Can the study of self-assembly in solution lead to a good model for the nucleation pathway? The case of tolfenamic acid.† †Electronic supplementary information (ESI) available. See DOI: 10.1039/c5sc00522a

Tolfenamic acid Form I (CAS no.13710195, >98% purity) was purchased from Sigma Aldrich and used without further purification. TA Form II was crystallised by crash cooling an ethyl acetate solution (3.45 g TA Form I and 50.00 g of ethyl acetate) to 283.15 K. Both forms were isolated as pure phases as judged by their powder X-ray diffraction (PXRD) patterns.

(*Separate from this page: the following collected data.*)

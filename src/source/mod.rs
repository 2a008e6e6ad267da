//! Candidate sources: paginated providers of documents for a query.

pub mod error;
pub mod json;
#[cfg(any(test, feature = "mock"))]
pub mod mock;
pub mod retry;

#[cfg(test)]
mod tests;

use async_trait::async_trait;

use crate::document::Document;

pub use error::{SourceError, SourceResult};
pub use json::JsonFileSource;
#[cfg(any(test, feature = "mock"))]
pub use mock::MockSource;
pub use retry::RetryingSource;

#[async_trait]
/// Paginated candidate retrieval.
///
/// Only an empty page means the source is exhausted for this query. A
/// source may return fewer than `limit` documents at any time; the caller
/// advances `offset` by what it received and keeps fetching.
pub trait CandidateSource: Send + Sync {
    async fn fetch_page(&self, query: &str, offset: usize, limit: usize)
    -> SourceResult<Vec<Document>>;
}

#[async_trait]
impl<S: CandidateSource + ?Sized> CandidateSource for std::sync::Arc<S> {
    async fn fetch_page(
        &self,
        query: &str,
        offset: usize,
        limit: usize,
    ) -> SourceResult<Vec<Document>> {
        (**self).fetch_page(query, offset, limit).await
    }
}
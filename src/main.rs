//! Triage CLI entrypoint.
//!
//! Usage: `triage <candidates.json> <query> [<query> ...]`
//!
//! Qualification records are written to stdout as JSON lines, followed by one
//! summary line per query.

use std::sync::Arc;

use anyhow::{Context, bail};
use mimalloc::MiMalloc;
use tokio::signal;
use tokio_util::sync::CancellationToken;

use triage::embedding::CachedEmbeddingProvider;
use triage::{
    ChannelSink, GenaiOracle, HttpEmbeddingConfig, HttpEmbeddingProvider, JsonFileSource,
    Orchestrator, PipelineConfig, QueryRequest, RetryingSource, RuleScorer, prepare_rules,
    spawn_event_logger,
};

#[global_allocator]
static GLOBAL: MiMalloc = MiMalloc;

const RECORD_BUFFER: usize = 256;

#[tokio::main]
async fn main() -> anyhow::Result<()> {
    tracing_subscriber::fmt()
        .with_writer(std::io::stderr)
        .with_env_filter(tracing_subscriber::EnvFilter::from_default_env())
        .init();

    let mut args = std::env::args().skip(1);
    let Some(candidates_path) = args.next() else {
        bail!("usage: triage <candidates.json> <query> [<query> ...]");
    };
    let queries: Vec<String> = args.filter(|q| !q.trim().is_empty()).collect();
    if queries.is_empty() {
        bail!("at least one query is required");
    }

    let config = PipelineConfig::from_env()?;
    config.validate()?;

    tracing::info!(
        candidates = %candidates_path,
        queries = queries.len(),
        oracle_model = %config.oracle_model,
        embedding_model = %config.embedding_model,
        "Triage starting"
    );

    let source = JsonFileSource::open(&candidates_path)
        .with_context(|| format!("loading candidates from {}", candidates_path))?;
    let source = RetryingSource::from_config(source, &config);

    let embedder = HttpEmbeddingProvider::new(HttpEmbeddingConfig::from_pipeline_config(&config))?;
    let embedder = Arc::new(CachedEmbeddingProvider::new(embedder));

    let rules = prepare_rules(embedder.as_ref(), config.load_rules()?).await;
    let scorer = RuleScorer::new(rules);
    tracing::info!(
        rules = scorer.rules().len(),
        usable = scorer.usable_rules(),
        "Semantic rules prepared"
    );

    let oracle = Arc::new(GenaiOracle::new(config.oracle_model.clone()));
    let (sink, mut records) = ChannelSink::channel(RECORD_BUFFER);

    let orchestrator = Orchestrator::new(
        &config,
        Arc::new(source),
        embedder,
        oracle,
        scorer,
        Arc::new(sink),
    );
    let logger = spawn_event_logger(orchestrator.events());

    let printer = tokio::spawn(async move {
        while let Some(record) = records.recv().await {
            match serde_json::to_string(&record) {
                Ok(line) => println!("{}", line),
                Err(e) => tracing::error!(doc_id = %record.document.id, error = %e, "Failed to serialize record"),
            }
        }
    });

    let cancel = CancellationToken::new();
    tokio::spawn(cancel_on_signal(cancel.clone()));

    let requests = queries
        .into_iter()
        .map(|query| QueryRequest::from_config(query, &config))
        .collect();
    let summaries = orchestrator.run_queue(requests, &cancel).await?;

    // Closes the record channel and the event bus.
    drop(orchestrator);
    printer.await?;
    logger.await?;

    for summary in &summaries {
        println!("{}", serde_json::to_string(summary)?);
    }

    tracing::info!(queries = summaries.len(), "Triage complete");
    Ok(())
}

async fn cancel_on_signal(cancel: CancellationToken) {
    let ctrl_c = async {
        if let Err(e) = signal::ctrl_c().await {
            tracing::error!(error = %e, "Failed to install Ctrl+C handler");
            std::future::pending::<()>().await;
        }
    };

    #[cfg(unix)]
    let terminate = async {
        match signal::unix::signal(signal::unix::SignalKind::terminate()) {
            Ok(mut stream) => {
                stream.recv().await;
            }
            Err(e) => {
                tracing::error!(error = %e, "Failed to install SIGTERM handler");
                std::future::pending::<()>().await;
            }
        }
    };

    #[cfg(not(unix))]
    let terminate = std::future::pending::<()>();

    tokio::select! {
        _ = ctrl_c => {
            tracing::info!("Received Ctrl+C, cancelling after the current document");
        }
        _ = terminate => {
            tracing::info!("Received SIGTERM, cancelling after the current document");
        }
    }

    cancel.cancel();
}
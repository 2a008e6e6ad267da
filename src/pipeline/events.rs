//! Pipeline events, fanned out over a broadcast channel.

use chrono::{DateTime, Utc};
use serde::{Deserialize, Serialize};
use tokio::sync::broadcast;
use tokio::task::JoinHandle;
use tokio_stream::StreamExt;
use tokio_stream::wrappers::BroadcastStream;
use tokio_stream::wrappers::errors::BroadcastStreamRecvError;
use tracing::{debug, info, warn};
use uuid::Uuid;

use super::types::QuerySummary;
use crate::constants::EVENT_CHANNEL_CAPACITY;
use crate::qualify::{QualificationOutcome, YieldSnapshot};

#[derive(Debug, Clone, Serialize, Deserialize)]
#[serde(tag = "type")]
pub enum PipelineEvent {
    QueryStarted {
        run_id: Uuid,
        query: String,
        timestamp: DateTime<Utc>,
    },
    PageFetched {
        run_id: Uuid,
        offset: usize,
        count: usize,
    },
    DocumentScored {
        run_id: Uuid,
        doc_id: String,
        vector_score: f32,
        composite_score: f32,
        passed: bool,
    },
    /// Emitted once per query, on the document that locked the fast path.
    FastPathActivated {
        run_id: Uuid,
        doc_id: String,
        snapshot: YieldSnapshot,
    },
    FailFastTriggered {
        run_id: Uuid,
        doc_id: String,
        snapshot: YieldSnapshot,
    },
    DocumentFinalized {
        run_id: Uuid,
        doc_id: String,
        outcome: QualificationOutcome,
        snapshot: YieldSnapshot,
    },
    QueryCompleted {
        run_id: Uuid,
        summary: QuerySummary,
    },
}

impl PipelineEvent {
    pub fn run_id(&self) -> Uuid {
        match self {
            PipelineEvent::QueryStarted { run_id, .. }
            | PipelineEvent::PageFetched { run_id, .. }
            | PipelineEvent::DocumentScored { run_id, .. }
            | PipelineEvent::FastPathActivated { run_id, .. }
            | PipelineEvent::FailFastTriggered { run_id, .. }
            | PipelineEvent::DocumentFinalized { run_id, .. }
            | PipelineEvent::QueryCompleted { run_id, .. } => *run_id,
        }
    }
}

#[derive(Debug, Clone)]
/// Broadcast bus for [`PipelineEvent`]s.
///
/// Slow subscribers lag and lose events; the pipeline never waits on them.
pub struct EventBus {
    tx: broadcast::Sender<PipelineEvent>,
    capacity: usize,
}

impl Default for EventBus {
    fn default() -> Self {
        Self::new(EVENT_CHANNEL_CAPACITY)
    }
}

impl EventBus {
    pub fn new(capacity: usize) -> Self {
        let (tx, _) = broadcast::channel(capacity.max(1));
        Self { tx, capacity }
    }

    pub fn subscribe(&self) -> broadcast::Receiver<PipelineEvent> {
        self.tx.subscribe()
    }

    /// Subscribes as a `Stream`. Lag shows up as `Err` items.
    pub fn subscribe_stream(&self) -> BroadcastStream<PipelineEvent> {
        BroadcastStream::new(self.tx.subscribe())
    }

    /// Sends to current subscribers. Fails if nobody is listening.
    pub fn emit(
        &self,
        event: PipelineEvent,
    ) -> Result<usize, broadcast::error::SendError<PipelineEvent>> {
        self.tx.send(event)
    }

    /// Sends, ignoring the absence of subscribers.
    pub fn emit_lossy(&self, event: PipelineEvent) {
        let _ = self.tx.send(event);
    }

    pub fn subscriber_count(&self) -> usize {
        self.tx.receiver_count()
    }

    pub fn capacity(&self) -> usize {
        self.capacity
    }
}

/// Logs every event on `bus` through `tracing` until the bus is dropped.
pub fn spawn_event_logger(bus: &EventBus) -> JoinHandle<()> {
    let mut events = bus.subscribe_stream();
    tokio::spawn(async move {
        while let Some(item) = events.next().await {
            match item {
                Ok(event) => log_event(&event),
                Err(BroadcastStreamRecvError::Lagged(skipped)) => {
                    warn!(skipped, "Event logger lagged");
                }
            }
        }
    })
}

fn log_event(event: &PipelineEvent) {
    match event {
        PipelineEvent::QueryStarted { run_id, query, .. } => {
            info!(%run_id, query = %query, "Query started");
        }
        PipelineEvent::PageFetched {
            run_id,
            offset,
            count,
        } => {
            debug!(%run_id, offset, count, "Page fetched");
        }
        PipelineEvent::DocumentScored {
            doc_id,
            vector_score,
            composite_score,
            passed,
            ..
        } => {
            debug!(doc_id = %doc_id, vector_score, composite_score, passed, "Document scored");
        }
        PipelineEvent::FastPathActivated {
            doc_id, snapshot, ..
        } => {
            info!(
                doc_id = %doc_id,
                processed = snapshot.processed,
                yield_rate = snapshot.yield_rate,
                "Fast path active for remainder of query"
            );
        }
        PipelineEvent::FailFastTriggered {
            doc_id, snapshot, ..
        } => {
            warn!(doc_id = %doc_id, processed = snapshot.processed, "Query aborted for low yield");
        }
        PipelineEvent::DocumentFinalized {
            doc_id, outcome, ..
        } => {
            debug!(doc_id = %doc_id, outcome = %outcome, "Document finalized");
        }
        PipelineEvent::QueryCompleted { run_id, summary } => {
            info!(
                %run_id,
                processed = summary.processed,
                qualified = summary.total_qualified(),
                oracle_calls = summary.oracle_calls,
                termination = ?summary.termination,
                "Query completed"
            );
        }
    }
}
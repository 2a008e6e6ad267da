use std::cmp::Ordering;

use tracing::trace;

use crate::constants::{COMPOSITE_TOP_K, MAX_TOP_MATCHES, RULE_MATCH_FLOOR};

use super::types::{PreparedRule, RuleMatch, RuleScore};
use super::vector::cosine_similarity;

/// Scores document embeddings against a fixed set of prepared rules.
#[derive(Debug, Clone, Default)]
pub struct RuleScorer {
    rules: Vec<PreparedRule>,
}

impl RuleScorer {
    pub fn new(rules: Vec<PreparedRule>) -> Self {
        Self { rules }
    }

    pub fn rules(&self) -> &[PreparedRule] {
        &self.rules
    }

    /// Number of enabled rules with a usable embedding.
    pub fn usable_rules(&self) -> usize {
        self.rules
            .iter()
            .filter(|rule| rule.usable_embedding().is_some())
            .count()
    }

    /// Computes the composite score and the strongest matches.
    ///
    /// The composite is the mean of the top [`COMPOSITE_TOP_K`] signed
    /// contributions, sorted descending. Only the multiset of contributions
    /// matters, so the result does not depend on rule order.
    pub fn score(&self, doc_embedding: Option<&[f32]>) -> RuleScore {
        let Some(doc_embedding) = doc_embedding.filter(|e| !e.is_empty()) else {
            return RuleScore::default();
        };

        let mut contributions = Vec::with_capacity(self.rules.len());
        let mut matches = Vec::new();

        for prepared in &self.rules {
            let Some(rule_embedding) = prepared.usable_embedding() else {
                continue;
            };

            let raw_similarity = cosine_similarity(doc_embedding, rule_embedding);
            let signed_contribution = prepared.rule.polarity.sign(raw_similarity);
            contributions.push(signed_contribution);

            if raw_similarity > RULE_MATCH_FLOOR {
                matches.push(RuleMatch {
                    rule_id: prepared.rule.id.clone(),
                    tag: prepared.rule.tag.clone(),
                    raw_similarity,
                    signed_contribution,
                });
            }
        }

        if contributions.is_empty() {
            return RuleScore::default();
        }

        contributions.sort_by(|a, b| b.total_cmp(a));
        let top = &contributions[..contributions.len().min(COMPOSITE_TOP_K)];
        let composite = top.iter().sum::<f32>() / top.len() as f32;

        matches.sort_by(|a, b| {
            b.raw_similarity
                .partial_cmp(&a.raw_similarity)
                .unwrap_or(Ordering::Equal)
                .then_with(|| a.rule_id.cmp(&b.rule_id))
        });
        matches.truncate(MAX_TOP_MATCHES);

        trace!(
            rules_evaluated = contributions.len(),
            composite,
            matches = matches.len(),
            "Rule scoring complete"
        );

        RuleScore {
            composite,
            matches,
            rules_evaluated: contributions.len(),
        }
    }
}
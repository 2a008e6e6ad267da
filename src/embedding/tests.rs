use std::sync::Arc;

use super::error::EmbeddingError;
use super::http::{HttpEmbeddingConfig, HttpEmbeddingProvider};
use super::mock::MockEmbeddingProvider;
use super::provider::{CachedEmbeddingProvider, EmbeddingProvider, embed_or_absent, prepare_rules};
use crate::scoring::SemanticRule;

#[tokio::test]
async fn test_embed_or_absent_maps_failures_to_none() {
    let provider = MockEmbeddingProvider::new()
        .with("known", vec![1.0, 0.0])
        .failing_on("broken");

    assert_eq!(embed_or_absent(&provider, "known").await, Some(vec![1.0, 0.0]));
    assert_eq!(embed_or_absent(&provider, "broken").await, None);
    assert_eq!(embed_or_absent(&provider, "unknown").await, None);
}

#[tokio::test]
async fn test_embed_or_absent_skips_blank_text() {
    let provider = MockEmbeddingProvider::new();

    assert_eq!(embed_or_absent(&provider, "   ").await, None);
    assert_eq!(provider.call_count(), 0);
}

#[tokio::test]
async fn test_prepare_rules_embeds_enabled_only() {
    let provider = MockEmbeddingProvider::new()
        .with("wanted", vec![1.0, 0.0])
        .with("off", vec![0.0, 1.0])
        .failing_on("flaky");

    let prepared = prepare_rules(
        &provider,
        vec![
            SemanticRule::requirement("a", "wanted"),
            SemanticRule::penalty("b", "off").disabled(),
            SemanticRule::requirement("c", "flaky"),
        ],
    )
    .await;

    assert_eq!(prepared.len(), 3);
    assert_eq!(prepared[0].embedding, Some(vec![1.0, 0.0]));
    assert_eq!(prepared[1].embedding, None);
    assert_eq!(prepared[2].embedding, None);
    assert_eq!(provider.call_count(), 2);
}

#[tokio::test]
async fn test_cached_provider_memoizes_hits() {
    let inner = Arc::new(MockEmbeddingProvider::new().with("text", vec![0.5, 0.5]));
    let cached = CachedEmbeddingProvider::new(Arc::clone(&inner));

    let first = cached.embed("text").await.expect("embed");
    let second = cached.embed("text").await.expect("embed");

    assert_eq!(first, second);
    assert_eq!(inner.call_count(), 1);
    assert_eq!(cached.model_name(), "mock-embedding");
}

#[tokio::test]
async fn test_cached_provider_does_not_cache_failures() {
    let inner = Arc::new(MockEmbeddingProvider::new().failing_on("bad"));
    let cached = CachedEmbeddingProvider::new(Arc::clone(&inner));

    assert!(cached.embed("bad").await.is_err());
    assert!(cached.embed("bad").await.is_err());
    assert_eq!(inner.call_count(), 2);
}

#[test]
fn test_http_provider_rejects_empty_config() {
    let result = HttpEmbeddingProvider::new(HttpEmbeddingConfig::new("", "model"));
    assert!(matches!(result, Err(EmbeddingError::InvalidConfig { .. })));

    let result = HttpEmbeddingProvider::new(HttpEmbeddingConfig::new("http://localhost", " "));
    assert!(matches!(result, Err(EmbeddingError::InvalidConfig { .. })));
}

#[tokio::test]
async fn test_http_provider_rejects_empty_input() {
    let provider =
        HttpEmbeddingProvider::new(HttpEmbeddingConfig::new("http://127.0.0.1:9", "model"))
            .expect("valid config");

    assert!(matches!(
        provider.embed("").await,
        Err(EmbeddingError::EmptyInput)
    ));
}

#[tokio::test]
async fn test_http_provider_connection_failure_is_error() {
    let provider =
        HttpEmbeddingProvider::new(HttpEmbeddingConfig::new("http://127.0.0.1:9", "model"))
            .expect("valid config");

    assert!(embed_or_absent(&provider, "text").await.is_none());
}
use std::sync::Arc;
use std::time::Duration;

use chrono::Utc;
use futures_util::future::join_all;
use tokio::sync::Mutex;
use tokio_util::sync::CancellationToken;
use tracing::{debug, error, info, instrument, warn};
use uuid::Uuid;

use super::error::PipelineError;
use super::events::{EventBus, PipelineEvent};
use super::sink::ResultSink;
use super::types::{QualificationRecord, QueryRequest, QuerySummary, QueryTermination};
use crate::config::{PipelineConfig, QueryThresholds};
use crate::document::{Document, Embedding};
use crate::embedding::{EmbeddingProvider, embed_or_absent};
use crate::oracle::JudgmentOracle;
use crate::qualify::{
    CycleState, DecisionEngine, EngineSignal, JudgmentContext, OperatorControl, OverrideInbox,
    operator_channel,
};
use crate::scoring::vector::optional_similarity;
use crate::scoring::{RuleScorer, ScoreResult};
use crate::source::CandidateSource;

/// Drives queries through fetch, embed, score and decide.
///
/// Documents are decided strictly one at a time in arrival order, so the
/// cycle state a document sees reflects every document before it.
pub struct Orchestrator {
    source: Arc<dyn CandidateSource>,
    embedder: Arc<dyn EmbeddingProvider>,
    scorer: RuleScorer,
    engine: DecisionEngine,
    sink: Arc<dyn ResultSink>,
    events: EventBus,
    page_size: usize,
    embed_chunk_size: usize,
    embed_chunk_delay: Duration,
    overrides: Option<Mutex<OverrideInbox>>,
}

impl std::fmt::Debug for Orchestrator {
    fn fmt(&self, f: &mut std::fmt::Formatter<'_>) -> std::fmt::Result {
        f.debug_struct("Orchestrator")
            .field("rules", &self.scorer.rules().len())
            .field("engine", &self.engine)
            .field("page_size", &self.page_size)
            .field("embed_chunk_size", &self.embed_chunk_size)
            .field("embed_chunk_delay", &self.embed_chunk_delay)
            .field("operator_control", &self.overrides.is_some())
            .finish_non_exhaustive()
    }
}

impl Orchestrator {
    pub fn new(
        config: &PipelineConfig,
        source: Arc<dyn CandidateSource>,
        embedder: Arc<dyn EmbeddingProvider>,
        oracle: Arc<dyn JudgmentOracle>,
        scorer: RuleScorer,
        sink: Arc<dyn ResultSink>,
    ) -> Self {
        Self {
            source,
            embedder,
            scorer,
            engine: DecisionEngine::new(config.speedup, oracle, config.judgment_timeout),
            sink,
            events: EventBus::default(),
            page_size: config.page_size.max(1),
            embed_chunk_size: config.embed_chunk_size.max(1),
            embed_chunk_delay: config.embed_chunk_delay,
            overrides: None,
        }
    }

    pub fn with_event_bus(mut self, events: EventBus) -> Self {
        self.events = events;
        self
    }

    /// Enables operator overrides and returns the handle that sends them.
    ///
    /// Calling this again replaces the previous handle.
    pub fn operator_control(&mut self) -> OperatorControl {
        let (control, inbox) = operator_channel();
        self.overrides = Some(Mutex::new(inbox));
        control
    }

    pub fn events(&self) -> &EventBus {
        &self.events
    }

    /// Runs one query to completion, cancellation, fail-fast or source failure.
    ///
    /// Only a failing result sink is an error. Every record written before
    /// cancellation is complete; no partially decided document is emitted.
    #[instrument(skip(self, request, cancel), fields(query = %request.query))]
    pub async fn run_query(
        &self,
        request: QueryRequest,
        cancel: &CancellationToken,
    ) -> Result<QuerySummary, PipelineError> {
        let run_id = Uuid::new_v4();
        let mut summary = QuerySummary::new(run_id, request.query.clone());
        let mut state = CycleState::new();

        self.events.emit_lossy(PipelineEvent::QueryStarted {
            run_id,
            query: request.query.clone(),
            timestamp: Utc::now(),
        });

        // On cancellation the page loop below ends the query before fetching.
        let query_embedding = tokio::select! {
            biased;
            _ = cancel.cancelled() => None,
            embedding = embed_or_absent(self.embedder.as_ref(), &request.query) => {
                if embedding.is_none() {
                    warn!("Query embedding unavailable, vector scores will be zero");
                }
                embedding
            }
        };

        let mut inbox = match &self.overrides {
            Some(overrides) => Some(overrides.lock().await),
            None => None,
        };

        let mut offset = request.offset;
        let termination = 'pages: loop {
            if cancel.is_cancelled() {
                break QueryTermination::Cancelled;
            }
            if state.is_fail_fast_triggered() {
                break QueryTermination::FailFast;
            }
            if summary.fetched >= request.record_limit {
                break QueryTermination::LimitReached;
            }

            let limit = self.page_size.min(request.record_limit - summary.fetched);
            let fetched = tokio::select! {
                biased;
                _ = cancel.cancelled() => break 'pages QueryTermination::Cancelled,
                page = self.source.fetch_page(&request.query, offset, limit) => page,
            };
            let page = match fetched {
                Ok(page) => page,
                Err(e) => {
                    error!(offset, error = %e, "Candidate source failed, ending query");
                    break QueryTermination::SourceFailed {
                        reason: e.to_string(),
                    };
                }
            };

            let page_len = page.len();
            self.events.emit_lossy(PipelineEvent::PageFetched {
                run_id,
                offset,
                count: page_len,
            });
            if page_len == 0 {
                break QueryTermination::Exhausted;
            }
            summary.fetched += page_len;
            offset += page_len;

            let Some(embeddings) = self.embed_page(&page, cancel).await else {
                break QueryTermination::Cancelled;
            };

            for (document, embedding) in page.into_iter().zip(embeddings) {
                if cancel.is_cancelled() {
                    break 'pages QueryTermination::Cancelled;
                }

                let scores = self.score(
                    query_embedding.as_deref(),
                    embedding.as_deref(),
                    &request.thresholds,
                );
                self.events.emit_lossy(PipelineEvent::DocumentScored {
                    run_id,
                    doc_id: document.id.clone(),
                    vector_score: scores.vector_score,
                    composite_score: scores.composite_score,
                    passed: scores.passed(),
                });

                let ctx = JudgmentContext {
                    topics: &request.topics,
                    thresholds: request.thresholds,
                    cancel,
                    overrides: inbox.as_deref_mut(),
                };
                let Ok(decision) = self.engine.decide(state, &document, &scores, ctx).await else {
                    info!(doc_id = %document.id, "Cancelled mid-document, discarding");
                    break 'pages QueryTermination::Cancelled;
                };

                state = decision.state;
                let snapshot = state.snapshot();
                match decision.signal {
                    Some(EngineSignal::FastPathActivated) => {
                        self.events.emit_lossy(PipelineEvent::FastPathActivated {
                            run_id,
                            doc_id: document.id.clone(),
                            snapshot,
                        });
                    }
                    Some(EngineSignal::FailFastTriggered) => {
                        self.events.emit_lossy(PipelineEvent::FailFastTriggered {
                            run_id,
                            doc_id: document.id.clone(),
                            snapshot,
                        });
                    }
                    None => {}
                }

                summary.record(&decision.outcome, decision.oracle_calls);
                let doc_id = document.id.clone();
                self.sink
                    .accept(QualificationRecord {
                        run_id,
                        query: request.query.clone(),
                        document,
                        scores,
                        outcome: decision.outcome,
                        verdict: decision.verdict,
                        detail: decision.detail,
                        snapshot,
                        finalized_at: Utc::now(),
                    })
                    .await?;

                self.events.emit_lossy(PipelineEvent::DocumentFinalized {
                    run_id,
                    doc_id,
                    outcome: decision.outcome,
                    snapshot,
                });
            }

            if state.is_fail_fast_triggered() {
                break QueryTermination::FailFast;
            }
        };

        summary.finish(&state, termination);
        debug!(
            fetched = summary.fetched,
            final_yield = summary.final_yield,
            "Query finished"
        );
        self.events.emit_lossy(PipelineEvent::QueryCompleted {
            run_id,
            summary: summary.clone(),
        });

        Ok(summary)
    }

    /// Runs queries one after another, each with fresh cycle state.
    ///
    /// Stops after the query during which `cancel` fired.
    pub async fn run_queue(
        &self,
        requests: Vec<QueryRequest>,
        cancel: &CancellationToken,
    ) -> Result<Vec<QuerySummary>, PipelineError> {
        let total = requests.len();
        let mut summaries = Vec::with_capacity(total);

        for (index, request) in requests.into_iter().enumerate() {
            if cancel.is_cancelled() {
                info!(remaining = total - index, "Queue cancelled");
                break;
            }
            debug!(position = index + 1, total, "Starting queued query");
            summaries.push(self.run_query(request, cancel).await?);
        }

        Ok(summaries)
    }

    /// Embeds a page in bounded concurrent chunks. `None` if cancelled.
    async fn embed_page(
        &self,
        page: &[Document],
        cancel: &CancellationToken,
    ) -> Option<Vec<Option<Embedding>>> {
        let mut embeddings = Vec::with_capacity(page.len());

        for (index, chunk) in page.chunks(self.embed_chunk_size).enumerate() {
            if index > 0 && !self.embed_chunk_delay.is_zero() {
                tokio::select! {
                    biased;
                    _ = cancel.cancelled() => return None,
                    _ = tokio::time::sleep(self.embed_chunk_delay) => {}
                }
            }
            if cancel.is_cancelled() {
                return None;
            }

            let texts: Vec<String> = chunk.iter().map(Document::embedding_text).collect();
            let requests = texts
                .iter()
                .map(|text| embed_or_absent(self.embedder.as_ref(), text));
            let batch = tokio::select! {
                biased;
                _ = cancel.cancelled() => return None,
                batch = join_all(requests) => batch,
            };
            embeddings.extend(batch);
        }

        Some(embeddings)
    }

    fn score(
        &self,
        query: Option<&[f32]>,
        document: Option<&[f32]>,
        thresholds: &QueryThresholds,
    ) -> ScoreResult {
        let vector_score = optional_similarity(query, document);
        let rule_score = self.scorer.score(document);
        ScoreResult::evaluate(
            vector_score,
            rule_score,
            thresholds.vector_min,
            thresholds.composite_min,
        )
    }
}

Ethyl acetate (EtOAc), ethanol and 2-propanol were purchased from VWR International Ltd. (UK) and deuterated ethanol (EtOD) from Sigma Aldrich (>99.5%D). All solvents were of analytical reagent grade and the molar purities were > 99.5%. Powder X-ray diffraction (PXRD) was performed using a Rigaku miniflex X-ray powder diffractometer at a wavelength of 1.5406 Å controlled by DIFFRACPLUS software from 4° to 40° with a step size of 0.03°. The FTIR spectra of solutions of TA in EtOD were recorded in 0.50 or 1.00 mm thick liquid-sample cells, using a Perkin SpectrumTwo spectrometer with 2 cm-1 resolution. The spectra were corrected for the (small) solvent contribution by recording solvent spectra in the same liquid cell and subtracting these from the solution spectra. Differential Scanning Calorimetry (DSC) experiments were performed using either a Mettler Toledo DSC 30 instrument controlled by Mettler TC15 complete with a liquid nitrogen cooling system with data analyzed by STARe software v.610 or a TA DSC Q100 with software universal analysis 2000 v. 4.5A. A heating rate of 10 Kmin-1 was used.